Valter Hugo Mãe

O Folio de José Pinho


Rubrica "Cidadania Impura", de Valter Hugo Mãe.

Acaba o Folio de 2023 e não é possível esquecer a alegria de José Pinho, o seu jeito imediatamente amigo. Que não esteja mais aí nem é aceitável nem é completamente verdade. A imagem e a memória tornam impossível pensar no Folio, em Óbidos subitamente lugar de livros, sem sentir sua presença, sua orientação, o tamanho de seu sonho.

O José Pinho, para mim, era um homem que se preocupava sorrindo. Quero dizer, estava sempre atazanado com algum problema, desbravando situações para erguer projectos únicos, fora de qualquer caixa, e era preciso dinheiro e gente a ganhar dinheiro, era preciso correr contra o tempo e convencer pessoas importantes e muito indispostas, mas ele dizia-o sorrindo. Preocupava-se como se essa aflição lhe fosse costumeira, tão habitual quanto um animal de estimação. Os gatos, tão amados, também podem ser bastante indispostos e levam dinheiro e são praticamente impossíveis de convencer. O Pinho afeiçoava-se ao impossível. E sua afeição matava impossíveis.

Víamo-nos poucas vezes, mas ele tinha a capacidade de criar uma festa, uma ternura que se mantinha. Fico sempre grato que as pessoas sejam assim, porque eu sou genuinamente tímido e levo muitos anos a sentir-me liberto diante de alguém. Duvido invariavelmente se as pessoas lembram de mim, se lembram de nos havermos falado com maior proximidade. É verdade que há gente que nos ignora mesmo depois da cama e do pão de queijo pela manhã. Por isso, gosto e admiro quem estabiliza o entusiasmo, o respeito, a alegria de encontrar alguém. O José Pinho era assim. Estávamos, anos depois, apenas no dia seguinte. E todos os dias eram a confiança e a celebração que se fez no primeiro instante.

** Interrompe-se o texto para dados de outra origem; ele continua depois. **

//! Per-manager state: the served snapshots and refresh bookkeeping

use std::sync::{Arc, Mutex, PoisonError, RwLock};

use chrono::{DateTime, Utc};
use serde::Serialize;
use tracing::{debug, info};

use crate::context::PromptSnapshot;
use crate::error::PromptError;
use crate::manifest::PromptManifest;

/// Result of one refresh
#[derive(Debug, Clone, Copy, PartialEq, Eq)]
pub enum RefreshOutcome {
    /// A different manifest was fetched and swapped in
    Updated { stamp: u64 },
    /// The fetched manifest equals the current one
    Unchanged,
    /// This manager does not refresh
    Disabled,
}

/// Refresh bookkeeping of one manager
#[derive(Debug, Clone, Default, PartialEq, Serialize)]
pub struct RefreshStats {
    /// Stamp of the snapshot currently served
    pub stamp: u64,
    pub last_fetch: Option<DateTime<Utc>>,
    pub last_error: Option<String>,
    pub error_count: u64,
    /// Successful refresh fetches, changed or not
    pub refresh_count: u64,
}

#[derive(Debug)]
struct Weighted {
    snapshot: Arc<PromptSnapshot>,
    weight: f64,
}

/// Snapshots a manager serves; never empty
#[derive(Debug)]
pub(crate) struct Served {
    head: Weighted,
    tail: Vec<Weighted>,
    total_weight: f64,
}

impl Served {
    pub(crate) fn single(snapshot: Arc<PromptSnapshot>) -> Self {
        Self {
            head: Weighted { snapshot, weight: 1.0 },
            tail: Vec::new(),
            total_weight: 1.0,
        }
    }

    /// Bind manifests at stamp 1; `None` when there are none
    pub(crate) fn bind(manifests: Vec<(PromptManifest, f64)>) -> Result<Option<Self>, PromptError> {
        let mut bound = manifests
            .into_iter()
            .map(|(manifest, weight)| {
                Ok(Weighted {
                    snapshot: Arc::new(PromptSnapshot::bind(manifest, 1)?),
                    weight,
                })
            })
            .collect::<Result<Vec<_>, PromptError>>()?
            .into_iter();
        let Some(head) = bound.next() else {
            return Ok(None);
        };
        let tail: Vec<Weighted> = bound.collect();
        let total_weight = head.weight + tail.iter().map(|w| w.weight).sum::<f64>();
        Ok(Some(Self {
            head,
            tail,
            total_weight,
        }))
    }

    /// The snapshot refreshes compare against
    pub(crate) fn primary(&self) -> &Arc<PromptSnapshot> {
        &self.head.snapshot
    }

    pub(crate) fn pick(&self) -> &Arc<PromptSnapshot> {
        if self.tail.is_empty() {
            return &self.head.snapshot;
        }
        self.pick_with(rand::random::<f64>())
    }

    /// Pick by a roll in `[0, 1)`, proportional to weight
    pub(crate) fn pick_with(&self, roll: f64) -> &Arc<PromptSnapshot> {
        let mut remaining = roll * self.total_weight;
        for entry in std::iter::once(&self.head).chain(self.tail.iter()) {
            if remaining < entry.weight {
                return &entry.snapshot;
            }
            remaining -= entry.weight;
        }
        self.tail.last().map(|w| &w.snapshot).unwrap_or(&self.head.snapshot)
    }

    pub(crate) fn len(&self) -> usize {
        1 + self.tail.len()
    }
}

/// Mutable cell of one manager
///
/// Readers clone the `Arc<Served>` under the read lock; the refresher is the
/// only writer and replaces it whole.
#[derive(Debug)]
pub(crate) struct ManagerState {
    served: RwLock<Arc<Served>>,
    stats: Mutex<RefreshStats>,
}

impl ManagerState {
    pub(crate) fn new(served: Served) -> Self {
        let stats = RefreshStats {
            stamp: served.primary().stamp(),
            last_fetch: Some(served.primary().fetched_at()),
            ..RefreshStats::default()
        };
        Self {
            served: RwLock::new(Arc::new(served)),
            stats: Mutex::new(stats),
        }
    }

    pub(crate) fn load(&self) -> Arc<Served> {
        self.served.read().unwrap_or_else(PoisonError::into_inner).clone()
    }

    /// Swap in a fetched manifest if it differs from the current one
    pub(crate) fn apply(&self, manifest: PromptManifest) -> Result<RefreshOutcome, PromptError> {
        let current = self.load();
        if current.primary().manifest() == &manifest {
            debug!(prompt_id = %manifest.prompt_id, "apply: manifest unchanged");
            self.record_success(None);
            return Ok(RefreshOutcome::Unchanged);
        }

        let stamp = current.primary().stamp() + 1;
        let snapshot = match PromptSnapshot::bind(manifest, stamp) {
            Ok(snapshot) => snapshot,
            Err(e) => {
                self.record_failure(&e);
                return Err(e);
            }
        };
        info!(
            prompt_id = %snapshot.manifest().prompt_id,
            version = %snapshot.manifest().version_label(),
            revision_id = ?snapshot.manifest().revision_id,
            %stamp,
            "Prompt updated"
        );

        *self.served.write().unwrap_or_else(PoisonError::into_inner) = Arc::new(Served::single(Arc::new(snapshot)));
        self.record_success(Some(stamp));
        Ok(RefreshOutcome::Updated { stamp })
    }

    pub(crate) fn record_failure(&self, err: &PromptError) {
        let mut stats = self.stats.lock().unwrap_or_else(PoisonError::into_inner);
        stats.error_count += 1;
        stats.last_error = Some(err.to_string());
    }

    fn record_success(&self, swapped_to: Option<u64>) {
        let mut stats = self.stats.lock().unwrap_or_else(PoisonError::into_inner);
        stats.refresh_count += 1;
        stats.last_fetch = Some(Utc::now());
        if let Some(stamp) = swapped_to {
            stats.stamp = stamp;
        }
    }

    pub(crate) fn stats(&self) -> RefreshStats {
        self.stats.lock().unwrap_or_else(PoisonError::into_inner).clone()
    }
}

Acaba o Folio, onde não pude assistir a nada porque a vida não traz só alegrias, e acompanho o que se diz, o que dizem tantos amigos que por lá passaram, e imagino o que terá sido encontrar a mesma festa que o José Pinho sonhou. É importante que a sua festa perdure, porque o seu sonho estava certo. Estava absolutamente certo. Agora, que esperaremos por mais um ano para se voltar a rumar a Óbidos, é que penso em como ele nos falta, para lhe dizermos que valeu muito a pena. Valeu tudo a pena. E há mais livros. Há livros que se editam para coincidir com o festival e nos esperam nas livrarias por toda a parte. São edições que se favorecem pela força do festival, pelo que, em certo sentido, o Folio, como as Correntes d’Escritas, acontece no país inteiro, onde houver livraria, onde houver uma biblioteca, onde puder chegar uma entrega de correio. O Pinho sabia disso. Faláramos da contribuição para o país. Aquilo que faz nascer um livro fertiliza a sociedade. Fertiliza a humanidade.